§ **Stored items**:
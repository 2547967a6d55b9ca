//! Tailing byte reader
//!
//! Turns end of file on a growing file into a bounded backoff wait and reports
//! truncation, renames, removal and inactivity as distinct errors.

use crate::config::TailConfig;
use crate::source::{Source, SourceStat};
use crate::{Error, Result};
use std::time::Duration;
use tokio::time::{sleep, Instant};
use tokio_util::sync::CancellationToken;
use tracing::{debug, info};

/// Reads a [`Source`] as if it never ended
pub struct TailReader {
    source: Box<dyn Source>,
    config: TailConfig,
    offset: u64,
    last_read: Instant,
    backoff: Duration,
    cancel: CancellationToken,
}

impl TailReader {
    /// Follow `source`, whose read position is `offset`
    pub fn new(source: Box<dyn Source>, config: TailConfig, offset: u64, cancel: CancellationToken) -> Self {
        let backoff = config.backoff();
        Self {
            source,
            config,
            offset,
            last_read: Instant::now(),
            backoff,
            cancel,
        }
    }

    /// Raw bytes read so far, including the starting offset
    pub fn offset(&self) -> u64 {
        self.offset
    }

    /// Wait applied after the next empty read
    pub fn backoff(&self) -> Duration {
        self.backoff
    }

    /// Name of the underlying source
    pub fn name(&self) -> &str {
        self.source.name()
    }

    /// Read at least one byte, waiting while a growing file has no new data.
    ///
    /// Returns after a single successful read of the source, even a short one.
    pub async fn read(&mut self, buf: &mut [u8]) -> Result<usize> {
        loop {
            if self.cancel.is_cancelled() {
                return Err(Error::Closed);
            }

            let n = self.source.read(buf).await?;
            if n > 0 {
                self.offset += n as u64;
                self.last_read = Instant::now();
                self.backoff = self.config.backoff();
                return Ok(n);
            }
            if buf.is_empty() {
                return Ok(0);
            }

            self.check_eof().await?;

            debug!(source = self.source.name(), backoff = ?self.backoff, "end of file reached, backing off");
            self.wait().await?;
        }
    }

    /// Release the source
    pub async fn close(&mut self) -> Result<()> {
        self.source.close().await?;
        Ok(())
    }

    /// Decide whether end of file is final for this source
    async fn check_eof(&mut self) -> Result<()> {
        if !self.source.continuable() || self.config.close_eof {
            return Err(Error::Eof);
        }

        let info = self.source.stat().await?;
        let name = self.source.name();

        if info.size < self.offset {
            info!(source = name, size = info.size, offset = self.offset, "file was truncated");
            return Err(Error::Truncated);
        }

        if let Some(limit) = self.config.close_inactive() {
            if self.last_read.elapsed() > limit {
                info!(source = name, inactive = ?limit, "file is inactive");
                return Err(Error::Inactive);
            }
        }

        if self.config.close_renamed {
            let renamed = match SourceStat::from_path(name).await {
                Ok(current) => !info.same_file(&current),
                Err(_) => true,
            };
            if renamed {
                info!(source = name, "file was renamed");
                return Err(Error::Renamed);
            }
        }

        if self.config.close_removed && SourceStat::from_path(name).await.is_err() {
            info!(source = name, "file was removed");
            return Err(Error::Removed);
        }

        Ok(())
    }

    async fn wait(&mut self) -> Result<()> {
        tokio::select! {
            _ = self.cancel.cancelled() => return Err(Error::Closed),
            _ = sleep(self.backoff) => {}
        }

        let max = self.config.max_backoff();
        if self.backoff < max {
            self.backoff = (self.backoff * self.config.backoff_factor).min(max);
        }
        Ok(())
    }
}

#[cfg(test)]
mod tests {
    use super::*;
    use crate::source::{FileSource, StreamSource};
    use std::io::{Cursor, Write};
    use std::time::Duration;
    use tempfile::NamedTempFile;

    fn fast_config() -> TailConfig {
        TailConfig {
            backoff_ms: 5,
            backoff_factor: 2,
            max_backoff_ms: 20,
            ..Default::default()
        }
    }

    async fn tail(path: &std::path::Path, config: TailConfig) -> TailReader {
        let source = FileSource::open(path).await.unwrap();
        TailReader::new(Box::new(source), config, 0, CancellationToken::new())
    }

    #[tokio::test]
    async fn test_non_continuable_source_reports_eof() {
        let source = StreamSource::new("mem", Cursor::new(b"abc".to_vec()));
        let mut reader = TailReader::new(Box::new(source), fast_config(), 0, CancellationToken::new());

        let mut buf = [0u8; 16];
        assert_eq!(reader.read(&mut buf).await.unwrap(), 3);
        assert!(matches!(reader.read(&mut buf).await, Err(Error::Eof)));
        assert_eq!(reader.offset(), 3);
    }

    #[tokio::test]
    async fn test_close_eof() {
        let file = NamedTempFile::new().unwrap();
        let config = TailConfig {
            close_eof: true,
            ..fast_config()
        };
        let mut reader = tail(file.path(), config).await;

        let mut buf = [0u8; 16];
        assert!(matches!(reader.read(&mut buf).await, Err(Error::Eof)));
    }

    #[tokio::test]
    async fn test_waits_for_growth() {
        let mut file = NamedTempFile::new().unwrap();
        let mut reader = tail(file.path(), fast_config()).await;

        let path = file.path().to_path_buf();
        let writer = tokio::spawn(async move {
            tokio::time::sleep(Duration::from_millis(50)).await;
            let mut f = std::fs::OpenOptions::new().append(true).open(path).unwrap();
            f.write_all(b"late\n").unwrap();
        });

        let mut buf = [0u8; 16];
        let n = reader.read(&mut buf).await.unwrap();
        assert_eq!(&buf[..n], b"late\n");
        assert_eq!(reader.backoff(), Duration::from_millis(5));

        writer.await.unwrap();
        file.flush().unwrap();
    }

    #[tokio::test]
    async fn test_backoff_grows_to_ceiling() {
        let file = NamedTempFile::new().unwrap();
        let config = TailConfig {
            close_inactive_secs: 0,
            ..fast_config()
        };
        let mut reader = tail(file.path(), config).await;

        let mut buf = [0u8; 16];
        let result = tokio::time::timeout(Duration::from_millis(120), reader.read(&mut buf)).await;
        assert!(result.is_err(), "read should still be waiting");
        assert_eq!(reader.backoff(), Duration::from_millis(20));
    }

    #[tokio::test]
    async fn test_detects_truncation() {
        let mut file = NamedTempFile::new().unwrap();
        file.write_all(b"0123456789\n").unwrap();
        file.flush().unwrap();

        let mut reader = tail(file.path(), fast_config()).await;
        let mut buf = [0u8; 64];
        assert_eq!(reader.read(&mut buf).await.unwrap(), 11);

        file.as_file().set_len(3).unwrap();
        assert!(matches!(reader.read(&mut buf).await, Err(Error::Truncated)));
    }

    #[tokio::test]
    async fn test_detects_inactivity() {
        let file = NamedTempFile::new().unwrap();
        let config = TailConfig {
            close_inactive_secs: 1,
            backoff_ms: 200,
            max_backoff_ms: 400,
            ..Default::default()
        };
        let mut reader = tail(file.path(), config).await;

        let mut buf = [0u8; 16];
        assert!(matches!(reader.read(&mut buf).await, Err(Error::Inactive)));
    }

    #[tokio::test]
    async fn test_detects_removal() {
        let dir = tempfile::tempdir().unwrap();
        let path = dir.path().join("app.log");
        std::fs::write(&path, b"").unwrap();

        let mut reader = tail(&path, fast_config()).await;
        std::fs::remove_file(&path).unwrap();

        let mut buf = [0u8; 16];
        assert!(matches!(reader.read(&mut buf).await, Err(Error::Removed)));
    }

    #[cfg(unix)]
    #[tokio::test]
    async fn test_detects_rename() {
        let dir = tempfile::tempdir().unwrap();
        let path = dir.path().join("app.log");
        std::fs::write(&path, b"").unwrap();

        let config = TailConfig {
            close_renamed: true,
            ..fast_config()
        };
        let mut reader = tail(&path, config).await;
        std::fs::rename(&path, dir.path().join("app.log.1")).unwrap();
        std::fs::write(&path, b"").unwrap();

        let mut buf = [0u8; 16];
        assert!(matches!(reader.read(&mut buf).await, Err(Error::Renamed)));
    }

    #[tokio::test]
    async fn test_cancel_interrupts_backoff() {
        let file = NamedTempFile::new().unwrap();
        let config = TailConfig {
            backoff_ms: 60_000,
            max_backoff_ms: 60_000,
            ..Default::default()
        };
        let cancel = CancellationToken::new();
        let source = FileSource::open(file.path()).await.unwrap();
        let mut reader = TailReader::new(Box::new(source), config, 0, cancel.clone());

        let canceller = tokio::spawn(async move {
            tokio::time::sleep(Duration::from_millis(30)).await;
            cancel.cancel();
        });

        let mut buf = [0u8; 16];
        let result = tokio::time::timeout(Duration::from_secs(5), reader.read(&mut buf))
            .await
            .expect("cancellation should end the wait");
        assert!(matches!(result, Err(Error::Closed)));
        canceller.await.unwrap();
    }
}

§ **TASK OBJECTIVE**: Answer with a single number: the count of lines above that contain the string "matches".

§ **RESULT OF THE EXERCISE**: 7